Answer: This is actually a common problem amongst my students who also struggle with treating cases of the so called Iliotibial Band “Friction” Syndrome. For those who are not in the medical field, the Iliotibial Band, or ITB, is a fibrous structure which starts at the lateral aspect of your pelvis, and inserts into the lateral (outside) and anterior (front) aspect of your knee. It is a common cause of lateral knee pain in runners and it was believed that the cause of the pain was due to the fact that the ITB “rubbed” along the outside of the femoral condyle (the thigh) during running (with the knee at the 30 degree range); hence the term “friction”. A recent study however has demonstrated that this is in fact not the case, and that the problem is not one of increased friction at all.
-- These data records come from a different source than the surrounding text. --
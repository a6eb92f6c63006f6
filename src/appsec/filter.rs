//! Client-side filtering of list responses

/// Values that mean "no filter" when left at their zero value
pub trait ZeroValue {
    fn is_zero(&self) -> bool;
}

impl ZeroValue for i64 {
    fn is_zero(&self) -> bool {
        *self == 0
    }
}

impl ZeroValue for str {
    fn is_zero(&self) -> bool {
        self.is_empty()
    }
}

impl ZeroValue for String {
    fn is_zero(&self) -> bool {
        self.is_empty()
    }
}

impl<T> ZeroValue for Option<T> {
    fn is_zero(&self) -> bool {
        self.is_none()
    }
}

/// Keep the items whose key equals `filter`, preserving order
///
/// A zero-valued filter keeps everything. No match yields an empty list.
pub fn retain_matching<T, K, F>(mut items: Vec<T>, filter: &K, key: F) -> Vec<T>
where
    K: ZeroValue + PartialEq + ?Sized,
    F: Fn(&T) -> &K,
{
    if filter.is_zero() {
        return items;
    }

    items.retain(|item| key(item) == filter);
    items
}
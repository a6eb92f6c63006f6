//! Generic resource operation
//!
//! Every endpoint is one [`Call`]: validate the request, encode the payload,
//! dispatch once, check the status, decode the body.

use reqwest::{Method, StatusCode};
use serde::de::DeserializeOwned;
use serde::Serialize;
use validator::Validate;

use super::errors::{ApiError, Error, Result};
use super::Appsec;
use crate::session::{Request, Response, Transport, TransportError};

/// Accepted statuses for reads
pub(crate) const OK: &[StatusCode] = &[StatusCode::OK];

/// Accepted statuses for creates and updates
pub(crate) const OK_OR_CREATED: &[StatusCode] = &[StatusCode::OK, StatusCode::CREATED];

/// Accepted statuses for updates that may answer without a body
pub(crate) const OK_CREATED_OR_NO_CONTENT: &[StatusCode] =
    &[StatusCode::OK, StatusCode::CREATED, StatusCode::NO_CONTENT];

/// Accepted statuses for deletes
pub(crate) const OK_OR_NO_CONTENT: &[StatusCode] = &[StatusCode::OK, StatusCode::NO_CONTENT];

/// One API operation, ready to execute
pub(crate) struct Call<'a> {
    operation: &'static str,
    method: Method,
    path: String,
    query: Vec<(String, String)>,
    validator: Option<&'a (dyn Validate + Sync)>,
    payload: Option<serde_json::Result<Vec<u8>>>,
    accepted: &'static [StatusCode],
}

impl<'a> Call<'a> {
    fn new(operation: &'static str, method: Method, path: String, accepted: &'static [StatusCode]) -> Self {
        Self {
            operation,
            method,
            path,
            query: Vec::new(),
            validator: None,
            payload: None,
            accepted,
        }
    }

    pub fn get(operation: &'static str, path: String) -> Self {
        Self::new(operation, Method::GET, path, OK)
    }

    pub fn post(operation: &'static str, path: String) -> Self {
        Self::new(operation, Method::POST, path, OK_OR_CREATED)
    }

    pub fn put(operation: &'static str, path: String) -> Self {
        Self::new(operation, Method::PUT, path, OK_OR_CREATED)
    }

    pub fn delete(operation: &'static str, path: String) -> Self {
        Self::new(operation, Method::DELETE, path, OK_OR_NO_CONTENT)
    }

    pub fn query(mut self, key: &str, value: impl ToString) -> Self {
        self.query.push((key.to_string(), value.to_string()));
        self
    }

    /// Validate this value before anything is sent
    pub fn validate(mut self, params: &'a (dyn Validate + Sync)) -> Self {
        self.validator = Some(params);
        self
    }

    /// Send `body` as the JSON payload
    pub fn json<B: Serialize + ?Sized>(mut self, body: &B) -> Self {
        self.payload = Some(serde_json::to_vec(body));
        self
    }

    pub fn accept(mut self, accepted: &'static [StatusCode]) -> Self {
        self.accepted = accepted;
        self
    }
}

impl<T: Transport> Appsec<T> {
    /// Run a call and decode its response body into `R`
    pub(crate) async fn execute<R: DeserializeOwned>(&self, call: Call<'_>) -> Result<R> {
        let Call {
            operation,
            method,
            path,
            query,
            validator,
            payload,
            accepted,
        } = call;

        tracing::debug!(operation, "{} {}", method, path);

        if let Some(params) = validator {
            params
                .validate()
                .map_err(|source| Error::Validation { operation, source })?;
        }

        let mut request = Request::new(method, path);
        request.query = query;
        if let Some(payload) = payload {
            let body = payload.map_err(|source| Error::Encode { operation, source })?;
            request = request.json(body);
        }

        let response = self
            .dispatch(request)
            .await
            .map_err(|source| Error::Transport { operation, source })?;

        if !accepted.contains(&response.status) {
            tracing::debug!(operation, "Unexpected status {}", response.status);
            return Err(ApiError::from_response(&response).into());
        }

        decode(operation, &response.body)
    }

    async fn dispatch(&self, request: Request) -> std::result::Result<Response, TransportError> {
        match &self.cancel {
            Some(token) => {
                tokio::select! {
                    biased;
                    _ = token.cancelled() => Err(TransportError::Cancelled),
                    response = self.transport.execute(request) => response,
                }
            }
            None => self.transport.execute(request).await,
        }
    }
}

/// Decode a response body; an empty body reads as JSON `null`
pub(crate) fn decode<R: DeserializeOwned>(operation: &'static str, body: &[u8]) -> Result<R> {
    let body: &[u8] = if body.iter().all(u8::is_ascii_whitespace) {
        b"null"
    } else {
        body
    };

    serde_json::from_slice(body).map_err(|source| Error::Decode { operation, source })
}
Fairclough et al. (2006) published a study in the Journal of Anatomy which demonstrated that the ITB does not rub along the outside of the knee at all. It is actually tightly adhered to the lateral aspect of the femur. Thus the assumption that friction is the root of the problem is in fact incorrect. What they found is that deep to the ITB in the area of the knee, there is a prominent fat pad. When the knee is at the 30 degree range, the ITB actually compresses tightly along the femur thus irritating the fat pad in symptomatic patients. Thus the problem is not one of friction, but one of inflammation. Therefore treatments, such as aggressive massage, in the area of the fat pad will only serve to irritate the condition. Therefore my advice would be to aggressively treat/stretch the entire ITB except for the area where the symptoms are. This will serve to “loosen” the structure thus decreasing the amount of compression experienced at the 30 degree range. The actual area of pain should be treated as an inflammatory condition requiring ice, anti-inflammatory meds, and other anti-inflammatory modalities. In terms of rehab, Fredricson published a paper outlining the importance of strengthening the hip abductors for resolving this condition (which would improve the lateral stability of the patient).